Copy each record below without changing a single word.

══ RECORD EXCERPTS ══

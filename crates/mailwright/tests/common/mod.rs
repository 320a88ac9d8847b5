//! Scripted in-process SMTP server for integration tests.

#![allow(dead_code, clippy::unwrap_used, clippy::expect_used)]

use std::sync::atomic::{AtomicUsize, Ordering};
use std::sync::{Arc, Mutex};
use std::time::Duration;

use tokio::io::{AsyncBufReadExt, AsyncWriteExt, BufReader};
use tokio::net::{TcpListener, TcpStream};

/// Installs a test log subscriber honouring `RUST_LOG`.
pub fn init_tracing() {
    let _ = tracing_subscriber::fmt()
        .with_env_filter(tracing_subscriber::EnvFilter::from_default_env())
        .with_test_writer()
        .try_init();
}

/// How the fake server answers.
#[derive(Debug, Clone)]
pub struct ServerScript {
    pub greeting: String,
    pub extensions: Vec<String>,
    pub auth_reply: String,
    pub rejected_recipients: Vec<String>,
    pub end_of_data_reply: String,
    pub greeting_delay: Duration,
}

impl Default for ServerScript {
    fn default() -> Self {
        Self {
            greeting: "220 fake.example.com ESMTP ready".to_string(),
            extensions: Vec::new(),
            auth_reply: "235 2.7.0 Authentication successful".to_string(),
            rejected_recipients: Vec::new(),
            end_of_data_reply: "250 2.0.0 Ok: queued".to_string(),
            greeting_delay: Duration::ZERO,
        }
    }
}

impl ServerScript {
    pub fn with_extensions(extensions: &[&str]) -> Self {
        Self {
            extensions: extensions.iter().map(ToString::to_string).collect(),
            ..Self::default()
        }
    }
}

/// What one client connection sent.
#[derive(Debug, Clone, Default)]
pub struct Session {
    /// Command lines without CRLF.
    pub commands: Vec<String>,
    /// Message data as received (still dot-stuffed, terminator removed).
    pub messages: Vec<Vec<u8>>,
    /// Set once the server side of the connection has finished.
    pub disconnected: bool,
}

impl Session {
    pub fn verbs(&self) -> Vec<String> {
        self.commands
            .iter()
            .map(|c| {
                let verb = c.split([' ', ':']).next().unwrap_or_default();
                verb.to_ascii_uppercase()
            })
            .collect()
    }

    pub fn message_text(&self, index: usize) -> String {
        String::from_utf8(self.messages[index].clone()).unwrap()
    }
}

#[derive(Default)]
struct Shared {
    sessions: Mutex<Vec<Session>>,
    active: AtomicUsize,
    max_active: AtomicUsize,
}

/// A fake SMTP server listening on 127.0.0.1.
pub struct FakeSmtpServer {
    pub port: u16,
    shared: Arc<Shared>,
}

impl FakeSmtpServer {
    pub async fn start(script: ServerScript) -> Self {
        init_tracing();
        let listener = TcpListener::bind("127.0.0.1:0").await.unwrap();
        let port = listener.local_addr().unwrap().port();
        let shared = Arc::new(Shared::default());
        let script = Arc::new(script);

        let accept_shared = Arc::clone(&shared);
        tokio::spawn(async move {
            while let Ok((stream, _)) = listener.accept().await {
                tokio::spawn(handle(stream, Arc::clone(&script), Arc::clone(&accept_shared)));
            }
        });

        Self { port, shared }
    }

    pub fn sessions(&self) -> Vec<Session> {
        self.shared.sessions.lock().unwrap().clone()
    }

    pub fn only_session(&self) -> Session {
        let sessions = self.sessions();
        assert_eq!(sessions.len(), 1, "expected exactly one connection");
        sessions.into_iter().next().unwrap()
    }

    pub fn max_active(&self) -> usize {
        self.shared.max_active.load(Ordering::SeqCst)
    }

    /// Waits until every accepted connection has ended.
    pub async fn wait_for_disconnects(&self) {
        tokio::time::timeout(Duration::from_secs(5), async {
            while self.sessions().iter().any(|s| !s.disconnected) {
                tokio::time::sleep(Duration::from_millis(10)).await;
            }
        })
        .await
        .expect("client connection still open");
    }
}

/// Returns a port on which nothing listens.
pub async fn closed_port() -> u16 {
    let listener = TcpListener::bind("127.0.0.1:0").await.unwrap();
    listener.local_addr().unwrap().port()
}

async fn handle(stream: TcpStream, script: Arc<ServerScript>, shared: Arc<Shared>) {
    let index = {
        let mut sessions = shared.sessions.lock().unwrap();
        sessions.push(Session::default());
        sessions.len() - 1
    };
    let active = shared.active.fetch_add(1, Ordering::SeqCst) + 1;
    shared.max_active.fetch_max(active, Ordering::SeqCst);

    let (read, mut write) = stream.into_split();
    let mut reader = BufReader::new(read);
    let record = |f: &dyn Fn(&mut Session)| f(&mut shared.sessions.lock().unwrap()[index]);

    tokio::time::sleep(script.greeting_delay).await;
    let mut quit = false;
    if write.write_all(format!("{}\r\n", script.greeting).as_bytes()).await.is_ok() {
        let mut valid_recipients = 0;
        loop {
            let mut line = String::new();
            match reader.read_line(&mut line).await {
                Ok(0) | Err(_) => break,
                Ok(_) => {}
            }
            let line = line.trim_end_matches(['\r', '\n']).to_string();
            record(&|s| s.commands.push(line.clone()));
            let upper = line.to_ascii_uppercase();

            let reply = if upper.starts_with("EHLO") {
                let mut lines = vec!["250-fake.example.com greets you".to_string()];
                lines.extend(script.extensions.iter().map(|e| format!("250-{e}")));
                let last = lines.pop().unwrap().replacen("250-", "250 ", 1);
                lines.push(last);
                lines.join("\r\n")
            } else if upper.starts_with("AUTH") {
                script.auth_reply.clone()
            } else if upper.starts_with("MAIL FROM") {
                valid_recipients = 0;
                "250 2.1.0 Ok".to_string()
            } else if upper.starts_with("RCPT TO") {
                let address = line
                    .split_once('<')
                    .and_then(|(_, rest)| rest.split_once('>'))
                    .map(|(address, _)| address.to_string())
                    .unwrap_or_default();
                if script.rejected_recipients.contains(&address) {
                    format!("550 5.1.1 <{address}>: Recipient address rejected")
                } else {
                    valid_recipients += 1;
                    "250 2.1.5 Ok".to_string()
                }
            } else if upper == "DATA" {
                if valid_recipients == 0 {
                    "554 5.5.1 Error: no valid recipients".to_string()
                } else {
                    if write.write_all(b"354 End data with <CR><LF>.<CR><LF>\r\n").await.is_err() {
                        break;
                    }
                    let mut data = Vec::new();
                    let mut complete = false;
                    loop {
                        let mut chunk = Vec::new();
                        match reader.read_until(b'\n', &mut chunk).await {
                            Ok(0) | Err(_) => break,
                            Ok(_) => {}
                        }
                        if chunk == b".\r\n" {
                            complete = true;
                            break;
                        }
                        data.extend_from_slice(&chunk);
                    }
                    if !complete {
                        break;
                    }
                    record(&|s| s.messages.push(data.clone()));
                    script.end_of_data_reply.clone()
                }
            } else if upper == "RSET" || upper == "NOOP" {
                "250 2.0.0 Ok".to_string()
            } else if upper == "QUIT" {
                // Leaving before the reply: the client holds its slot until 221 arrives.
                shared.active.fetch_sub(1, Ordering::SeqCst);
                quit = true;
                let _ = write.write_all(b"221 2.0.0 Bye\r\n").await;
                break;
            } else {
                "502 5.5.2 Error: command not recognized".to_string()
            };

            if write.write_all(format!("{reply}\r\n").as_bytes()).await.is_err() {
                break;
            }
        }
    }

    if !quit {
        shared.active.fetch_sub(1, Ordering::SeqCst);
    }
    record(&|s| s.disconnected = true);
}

═══

[EXPECTED ANSWER]
filename crates/mailwright/tests/common/mod.rs
repository 320a88ac9d8847b5
//! Scripted in-process SMTP server for integration tests.

#![allow(dead_code, clippy::unwrap_used, clippy::expect_used)]

use std::sync::atomic::{AtomicUsize, Ordering};
use std::sync::{Arc, Mutex};
use std::time::Duration;

use tokio::io::{AsyncBufReadExt, AsyncWriteExt, BufReader};
use tokio::net::{TcpListener, TcpStream};

/// Installs a test log subscriber honouring `RUST_LOG`.
pub fn init_tracing() {
    let _ = tracing_subscriber::fmt()
        .with_env_filter(tracing_subscriber::EnvFilter::from_default_env())
        .with_test_writer()
        .try_init();
}

/// How the fake server answers.
#[derive(Debug, Clone)]
pub struct ServerScript {
    pub greeting: String,
    pub extensions: Vec<String>,
    pub auth_reply: String,
    pub rejected_recipients: Vec<String>,
    pub end_of_data_reply: String,
    pub greeting_delay: Duration,
}

impl Default for ServerScript {
    fn default() -> Self {
        Self {
            greeting: "220 fake.example.com ESMTP ready".to_string(),
            extensions: Vec::new(),
            auth_reply: "235 2.7.0 Authentication successful".to_string(),
            rejected_recipients: Vec::new(),
            end_of_data_reply: "250 2.0.0 Ok: queued".to_string(),
            greeting_delay: Duration::ZERO,
        }
    }
}

impl ServerScript {
    pub fn with_extensions(extensions: &[&str]) -> Self {
        Self {
            extensions: extensions.iter().map(ToString::to_string).collect(),
            ..Self::default()
        }
    }
}

/// What one client connection sent.
#[derive(Debug, Clone, Default)]
pub struct Session {
    /// Command lines without CRLF.
    pub commands: Vec<String>,
    /// Message data as received (still dot-stuffed, terminator removed).
    pub messages: Vec<Vec<u8>>,
    /// Set once the server side of the connection has finished.
    pub disconnected: bool,
}

impl Session {
    pub fn verbs(&self) -> Vec<String> {
        self.commands
            .iter()
            .map(|c| {
                let verb = c.split([' ', ':']).next().unwrap_or_default();
                verb.to_ascii_uppercase()
            })
            .collect()
    }

    pub fn message_text(&self, index: usize) -> String {
        String::from_utf8(self.messages[index].clone()).unwrap()
    }
}

#[derive(Default)]
struct Shared {
    sessions: Mutex<Vec<Session>>,
    active: AtomicUsize,
    max_active: AtomicUsize,
}

/// A fake SMTP server listening on 127.0.0.1.
pub struct FakeSmtpServer {
    pub port: u16,
    shared: Arc<Shared>,
}

impl FakeSmtpServer {
    pub async fn start(script: ServerScript) -> Self {
        init_tracing();
        let listener = TcpListener::bind("127.0.0.1:0").await.unwrap();
        let port = listener.local_addr().unwrap().port();
        let shared = Arc::new(Shared::default());
        let script = Arc::new(script);

        let accept_shared = Arc::clone(&shared);
        tokio::spawn(async move {
            while let Ok((stream, _)) = listener.accept().await {
                tokio::spawn(handle(stream, Arc::clone(&script), Arc::clone(&accept_shared)));
            }
        });

        Self { port, shared }
    }

    pub fn sessions(&self) -> Vec<Session> {
        self.shared.sessions.lock().unwrap().clone()
    }

    pub fn only_session(&self) -> Session {
        let sessions = self.sessions();
        assert_eq!(sessions.len(), 1, "expected exactly one connection");
        sessions.into_iter().next().unwrap()
    }

    pub fn max_active(&self) -> usize {
        self.shared.max_active.load(Ordering::SeqCst)
    }

    /// Waits until every accepted connection has ended.
    pub async fn wait_for_disconnects(&self) {
        tokio::time::timeout(Duration::from_secs(5), async {
            while self.sessions().iter().any(|s| !s.disconnected) {
                tokio::time::sleep(Duration::from_millis(10)).await;
            }
        })
        .await
        .expect("client connection still open");
    }
}

/// Returns a port on which nothing listens.
pub async fn closed_port() -> u16 {
    let listener = TcpListener::bind("127.0.0.1:0").await.unwrap();
    listener.local_addr().unwrap().port()
}

async fn handle(stream: TcpStream, script: Arc<ServerScript>, shared: Arc<Shared>) {
    let index = {
        let mut sessions = shared.sessions.lock().unwrap();
        sessions.push(Session::default());
        sessions.len() - 1
    };
    let active = shared.active.fetch_add(1, Ordering::SeqCst) + 1;
    shared.max_active.fetch_max(active, Ordering::SeqCst);

    let (read, mut write) = stream.into_split();
    let mut reader = BufReader::new(read);
    let record = |f: &dyn Fn(&mut Session)| f(&mut shared.sessions.lock().unwrap()[index]);

    tokio::time::sleep(script.greeting_delay).await;
    let mut quit = false;
    if write.write_all(format!("{}\r\n", script.greeting).as_bytes()).await.is_ok() {
        let mut valid_recipients = 0;
        loop {
            let mut line = String::new();
            match reader.read_line(&mut line).await {
                Ok(0) | Err(_) => break,
                Ok(_) => {}
            }
            let line = line.trim_end_matches(['\r', '\n']).to_string();
            record(&|s| s.commands.push(line.clone()));
            let upper = line.to_ascii_uppercase();

            let reply = if upper.starts_with("EHLO") {
                let mut lines = vec!["250-fake.example.com greets you".to_string()];
                lines.extend(script.extensions.iter().map(|e| format!("250-{e}")));
                let last = lines.pop().unwrap().replacen("250-", "250 ", 1);
                lines.push(last);
                lines.join("\r\n")
            } else if upper.starts_with("AUTH") {
                script.auth_reply.clone()
            } else if upper.starts_with("MAIL FROM") {
                valid_recipients = 0;
                "250 2.1.0 Ok".to_string()
            } else if upper.starts_with("RCPT TO") {
                let address = line
                    .split_once('<')
                    .and_then(|(_, rest)| rest.split_once('>'))
                    .map(|(address, _)| address.to_string())
                    .unwrap_or_default();
                if script.rejected_recipients.contains(&address) {
                    format!("550 5.1.1 <{address}>: Recipient address rejected")
                } else {
                    valid_recipients += 1;
                    "250 2.1.5 Ok".to_string()
                }
            } else if upper == "DATA" {
                if valid_recipients == 0 {
                    "554 5.5.1 Error: no valid recipients".to_string()
                } else {
                    if write.write_all(b"354 End data with <CR><LF>.<CR><LF>\r\n").await.is_err() {
                        break;
                    }
                    let mut data = Vec::new();
                    let mut complete = false;
                    loop {
                        let mut chunk = Vec::new();
                        match reader.read_until(b'\n', &mut chunk).await {
                            Ok(0) | Err(_) => break,
                            Ok(_) => {}
                        }
                        if chunk == b".\r\n" {
                            complete = true;
                            break;
                        }
                        data.extend_from_slice(&chunk);
                    }
                    if !complete {
                        break;
                    }
                    record(&|s| s.messages.push(data.clone()));
                    script.end_of_data_reply.clone()
                }
            } else if upper == "RSET" || upper == "NOOP" {
                "250 2.0.0 Ok".to_string()
            } else if upper == "QUIT" {
                // Leaving before the reply: the client holds its slot until 221 arrives.
                shared.active.fetch_sub(1, Ordering::SeqCst);
                quit = true;
                let _ = write.write_all(b"221 2.0.0 Bye\r\n").await;
                break;
            } else {
                "502 5.5.2 Error: command not recognized".to_string()
            };

            if write.write_all(format!("{reply}\r\n").as_bytes()).await.is_err() {
                break;
            }
        }
    }

    if !quit {
        shared.active.fetch_sub(1, Ordering::SeqCst);
    }
    record(&|s| s.disconnected = true);
}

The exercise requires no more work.